Output exactly, with nothing added, the entries from the first line through the line with "use rocket::serde::json::Json;".
(THE DATA Opens)
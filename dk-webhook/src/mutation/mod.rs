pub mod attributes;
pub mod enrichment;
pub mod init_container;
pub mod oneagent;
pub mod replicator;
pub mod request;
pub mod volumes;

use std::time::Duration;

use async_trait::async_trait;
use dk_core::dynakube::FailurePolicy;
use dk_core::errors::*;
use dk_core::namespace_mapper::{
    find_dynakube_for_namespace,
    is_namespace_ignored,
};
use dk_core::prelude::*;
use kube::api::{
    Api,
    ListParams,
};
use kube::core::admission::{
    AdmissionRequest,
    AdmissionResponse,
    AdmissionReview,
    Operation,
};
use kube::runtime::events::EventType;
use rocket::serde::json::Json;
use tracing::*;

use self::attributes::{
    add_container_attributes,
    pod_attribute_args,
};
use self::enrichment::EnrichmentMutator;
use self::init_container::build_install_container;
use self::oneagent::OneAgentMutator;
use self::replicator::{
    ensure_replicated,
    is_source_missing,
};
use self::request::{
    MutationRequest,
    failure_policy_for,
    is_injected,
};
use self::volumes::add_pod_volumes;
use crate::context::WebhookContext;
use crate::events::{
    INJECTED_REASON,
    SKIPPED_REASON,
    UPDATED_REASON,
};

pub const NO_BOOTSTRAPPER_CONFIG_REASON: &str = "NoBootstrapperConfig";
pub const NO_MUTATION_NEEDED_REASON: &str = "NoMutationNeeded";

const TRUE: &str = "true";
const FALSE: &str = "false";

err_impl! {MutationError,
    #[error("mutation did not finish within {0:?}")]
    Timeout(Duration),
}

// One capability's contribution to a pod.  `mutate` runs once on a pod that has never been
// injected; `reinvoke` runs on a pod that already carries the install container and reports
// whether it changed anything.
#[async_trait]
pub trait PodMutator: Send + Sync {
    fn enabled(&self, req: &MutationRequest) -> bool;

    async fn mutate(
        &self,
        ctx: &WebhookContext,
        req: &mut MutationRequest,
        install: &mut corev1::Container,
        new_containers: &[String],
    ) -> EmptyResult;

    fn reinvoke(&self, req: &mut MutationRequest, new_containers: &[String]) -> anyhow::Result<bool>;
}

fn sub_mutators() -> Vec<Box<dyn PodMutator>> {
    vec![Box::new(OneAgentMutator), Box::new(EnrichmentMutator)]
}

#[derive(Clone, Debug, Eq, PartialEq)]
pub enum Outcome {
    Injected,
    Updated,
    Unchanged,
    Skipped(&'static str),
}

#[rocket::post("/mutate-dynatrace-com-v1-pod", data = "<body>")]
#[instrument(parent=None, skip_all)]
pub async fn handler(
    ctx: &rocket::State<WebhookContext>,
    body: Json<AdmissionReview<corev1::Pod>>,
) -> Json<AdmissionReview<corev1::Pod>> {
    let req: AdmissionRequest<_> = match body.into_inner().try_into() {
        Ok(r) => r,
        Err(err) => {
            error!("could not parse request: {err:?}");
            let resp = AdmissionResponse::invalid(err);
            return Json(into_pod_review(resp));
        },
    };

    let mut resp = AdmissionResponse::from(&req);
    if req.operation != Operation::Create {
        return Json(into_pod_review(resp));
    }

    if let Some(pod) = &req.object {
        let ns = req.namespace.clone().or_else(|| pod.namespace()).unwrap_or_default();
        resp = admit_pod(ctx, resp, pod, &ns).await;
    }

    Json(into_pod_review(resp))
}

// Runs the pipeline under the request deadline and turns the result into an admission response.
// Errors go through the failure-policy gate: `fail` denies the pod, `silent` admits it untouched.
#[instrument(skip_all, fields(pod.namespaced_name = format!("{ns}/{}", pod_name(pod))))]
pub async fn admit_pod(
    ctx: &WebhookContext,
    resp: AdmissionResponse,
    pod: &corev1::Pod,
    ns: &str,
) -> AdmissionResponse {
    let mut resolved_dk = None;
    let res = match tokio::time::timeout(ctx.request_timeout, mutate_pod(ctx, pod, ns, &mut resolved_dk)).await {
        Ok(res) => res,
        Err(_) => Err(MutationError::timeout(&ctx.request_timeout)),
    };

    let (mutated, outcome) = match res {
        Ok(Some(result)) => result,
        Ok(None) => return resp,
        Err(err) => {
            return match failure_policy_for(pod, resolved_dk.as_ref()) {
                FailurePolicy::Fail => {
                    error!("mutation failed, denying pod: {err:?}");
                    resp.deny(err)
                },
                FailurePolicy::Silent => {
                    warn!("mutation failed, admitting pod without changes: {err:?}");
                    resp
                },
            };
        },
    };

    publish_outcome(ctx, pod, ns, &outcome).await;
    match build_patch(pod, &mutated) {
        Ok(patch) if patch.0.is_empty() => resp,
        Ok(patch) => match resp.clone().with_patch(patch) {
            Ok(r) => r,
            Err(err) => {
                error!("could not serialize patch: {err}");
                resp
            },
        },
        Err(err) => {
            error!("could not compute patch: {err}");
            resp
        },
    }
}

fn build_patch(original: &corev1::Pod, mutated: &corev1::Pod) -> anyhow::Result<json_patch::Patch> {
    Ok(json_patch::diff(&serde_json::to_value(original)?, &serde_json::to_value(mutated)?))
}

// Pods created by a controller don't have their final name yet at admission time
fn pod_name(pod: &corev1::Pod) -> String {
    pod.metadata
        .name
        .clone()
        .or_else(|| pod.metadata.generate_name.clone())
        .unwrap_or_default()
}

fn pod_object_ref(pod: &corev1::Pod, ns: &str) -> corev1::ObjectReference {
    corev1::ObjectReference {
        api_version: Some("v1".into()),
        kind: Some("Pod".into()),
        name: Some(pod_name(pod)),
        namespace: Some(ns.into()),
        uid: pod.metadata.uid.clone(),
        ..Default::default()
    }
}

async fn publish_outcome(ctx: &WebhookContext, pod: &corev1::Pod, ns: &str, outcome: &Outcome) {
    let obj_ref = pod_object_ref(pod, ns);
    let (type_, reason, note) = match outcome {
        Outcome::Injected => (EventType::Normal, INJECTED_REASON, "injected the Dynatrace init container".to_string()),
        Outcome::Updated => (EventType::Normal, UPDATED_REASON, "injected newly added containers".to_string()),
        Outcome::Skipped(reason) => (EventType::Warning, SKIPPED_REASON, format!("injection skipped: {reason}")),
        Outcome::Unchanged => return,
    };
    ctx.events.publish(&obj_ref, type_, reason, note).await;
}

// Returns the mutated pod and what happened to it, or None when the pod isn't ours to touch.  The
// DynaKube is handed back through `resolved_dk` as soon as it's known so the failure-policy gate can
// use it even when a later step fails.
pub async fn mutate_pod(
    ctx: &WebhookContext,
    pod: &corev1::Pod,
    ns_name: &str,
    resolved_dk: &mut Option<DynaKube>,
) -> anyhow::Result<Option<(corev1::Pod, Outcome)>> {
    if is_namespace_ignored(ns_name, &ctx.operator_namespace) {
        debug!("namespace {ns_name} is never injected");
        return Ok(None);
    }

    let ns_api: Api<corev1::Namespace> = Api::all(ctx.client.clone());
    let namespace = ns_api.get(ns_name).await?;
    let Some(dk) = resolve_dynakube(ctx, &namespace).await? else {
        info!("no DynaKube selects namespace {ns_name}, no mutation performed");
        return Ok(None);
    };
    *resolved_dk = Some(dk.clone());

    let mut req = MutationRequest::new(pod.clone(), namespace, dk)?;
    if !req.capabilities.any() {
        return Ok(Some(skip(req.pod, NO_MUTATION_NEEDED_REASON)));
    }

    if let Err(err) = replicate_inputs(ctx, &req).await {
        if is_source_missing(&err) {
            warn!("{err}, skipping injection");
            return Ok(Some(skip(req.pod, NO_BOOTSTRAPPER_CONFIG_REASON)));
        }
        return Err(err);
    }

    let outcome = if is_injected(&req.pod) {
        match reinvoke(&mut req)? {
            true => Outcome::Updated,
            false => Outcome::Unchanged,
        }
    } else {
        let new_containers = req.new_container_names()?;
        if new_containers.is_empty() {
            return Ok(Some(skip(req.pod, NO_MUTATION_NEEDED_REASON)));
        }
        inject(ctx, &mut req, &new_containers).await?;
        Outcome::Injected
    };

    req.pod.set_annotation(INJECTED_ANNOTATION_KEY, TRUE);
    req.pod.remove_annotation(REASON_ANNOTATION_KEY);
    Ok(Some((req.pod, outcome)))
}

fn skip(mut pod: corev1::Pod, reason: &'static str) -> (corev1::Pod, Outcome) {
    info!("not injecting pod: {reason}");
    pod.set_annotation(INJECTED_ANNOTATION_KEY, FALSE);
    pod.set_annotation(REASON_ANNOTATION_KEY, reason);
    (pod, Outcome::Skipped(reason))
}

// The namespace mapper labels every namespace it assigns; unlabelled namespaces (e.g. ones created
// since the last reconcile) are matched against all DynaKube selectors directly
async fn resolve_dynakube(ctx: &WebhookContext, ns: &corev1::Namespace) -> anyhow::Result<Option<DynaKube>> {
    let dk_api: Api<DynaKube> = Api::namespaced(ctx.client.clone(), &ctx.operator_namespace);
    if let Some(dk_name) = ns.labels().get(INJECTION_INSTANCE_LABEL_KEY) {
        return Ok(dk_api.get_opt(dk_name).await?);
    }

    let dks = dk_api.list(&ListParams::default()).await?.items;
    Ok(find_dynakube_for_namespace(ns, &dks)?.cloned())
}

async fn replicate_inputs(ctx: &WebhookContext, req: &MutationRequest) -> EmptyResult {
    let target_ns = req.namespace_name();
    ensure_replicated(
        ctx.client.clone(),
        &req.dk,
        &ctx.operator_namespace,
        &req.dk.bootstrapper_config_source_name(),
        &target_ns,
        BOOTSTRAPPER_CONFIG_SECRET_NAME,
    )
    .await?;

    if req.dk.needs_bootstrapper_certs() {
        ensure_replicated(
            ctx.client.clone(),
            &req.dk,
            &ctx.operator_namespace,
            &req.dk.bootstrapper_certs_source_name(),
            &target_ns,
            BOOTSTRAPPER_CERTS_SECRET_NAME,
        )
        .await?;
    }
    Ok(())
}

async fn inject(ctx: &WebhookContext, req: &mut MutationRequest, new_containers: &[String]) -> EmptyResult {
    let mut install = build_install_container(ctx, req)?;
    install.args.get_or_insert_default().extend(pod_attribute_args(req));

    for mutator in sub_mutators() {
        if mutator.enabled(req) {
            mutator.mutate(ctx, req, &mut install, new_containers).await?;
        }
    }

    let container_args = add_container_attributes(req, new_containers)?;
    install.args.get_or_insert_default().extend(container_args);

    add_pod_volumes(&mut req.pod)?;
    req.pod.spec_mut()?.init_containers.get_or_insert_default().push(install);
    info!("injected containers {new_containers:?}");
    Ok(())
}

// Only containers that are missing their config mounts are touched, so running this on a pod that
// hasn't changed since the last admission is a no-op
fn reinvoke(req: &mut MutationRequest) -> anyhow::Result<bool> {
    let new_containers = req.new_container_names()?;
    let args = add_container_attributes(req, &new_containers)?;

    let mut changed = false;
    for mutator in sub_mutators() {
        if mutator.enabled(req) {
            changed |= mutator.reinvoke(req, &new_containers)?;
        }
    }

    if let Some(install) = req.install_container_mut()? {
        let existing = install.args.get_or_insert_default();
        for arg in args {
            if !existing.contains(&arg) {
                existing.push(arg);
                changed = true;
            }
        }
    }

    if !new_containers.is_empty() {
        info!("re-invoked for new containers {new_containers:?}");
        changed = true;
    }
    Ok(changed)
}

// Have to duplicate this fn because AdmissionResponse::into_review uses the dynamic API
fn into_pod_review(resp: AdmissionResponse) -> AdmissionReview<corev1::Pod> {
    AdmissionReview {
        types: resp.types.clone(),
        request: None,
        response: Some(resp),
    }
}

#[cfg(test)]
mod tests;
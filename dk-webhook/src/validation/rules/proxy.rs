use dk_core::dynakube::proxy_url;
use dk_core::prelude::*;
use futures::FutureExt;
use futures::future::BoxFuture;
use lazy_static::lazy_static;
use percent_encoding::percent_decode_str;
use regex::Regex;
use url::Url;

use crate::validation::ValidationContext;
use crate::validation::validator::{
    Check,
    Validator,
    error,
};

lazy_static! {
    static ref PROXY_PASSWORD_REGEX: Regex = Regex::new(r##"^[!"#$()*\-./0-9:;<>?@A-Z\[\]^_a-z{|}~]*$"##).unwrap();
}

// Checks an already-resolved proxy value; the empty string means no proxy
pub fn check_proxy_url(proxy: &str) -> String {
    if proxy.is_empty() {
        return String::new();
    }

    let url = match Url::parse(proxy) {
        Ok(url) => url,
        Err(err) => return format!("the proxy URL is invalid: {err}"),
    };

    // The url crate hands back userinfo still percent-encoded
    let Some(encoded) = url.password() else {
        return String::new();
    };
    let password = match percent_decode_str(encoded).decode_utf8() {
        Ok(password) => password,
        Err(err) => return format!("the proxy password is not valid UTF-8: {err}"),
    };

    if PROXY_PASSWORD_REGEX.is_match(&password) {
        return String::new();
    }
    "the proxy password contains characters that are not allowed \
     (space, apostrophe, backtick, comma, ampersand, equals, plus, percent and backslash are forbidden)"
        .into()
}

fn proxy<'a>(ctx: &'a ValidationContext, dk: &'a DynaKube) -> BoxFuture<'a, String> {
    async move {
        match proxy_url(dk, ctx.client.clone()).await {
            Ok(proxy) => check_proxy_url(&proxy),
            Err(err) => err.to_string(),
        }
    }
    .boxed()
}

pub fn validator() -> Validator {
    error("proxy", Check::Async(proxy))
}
(THE DATA Closes)
[TASK ANSWER]
filename dk-webhook/src/mutation/mod.rs
pub mod attributes;
pub mod enrichment;
pub mod init_container;
pub mod oneagent;
pub mod replicator;
pub mod request;
pub mod volumes;

use std::time::Duration;

use async_trait::async_trait;
use dk_core::dynakube::FailurePolicy;
use dk_core::errors::*;
use dk_core::namespace_mapper::{
    find_dynakube_for_namespace,
    is_namespace_ignored,
};
use dk_core::prelude::*;
use kube::api::{
    Api,
    ListParams,
};
use kube::core::admission::{
    AdmissionRequest,
    AdmissionResponse,
    AdmissionReview,
    Operation,
};
use kube::runtime::events::EventType;
use rocket::serde::json::Json;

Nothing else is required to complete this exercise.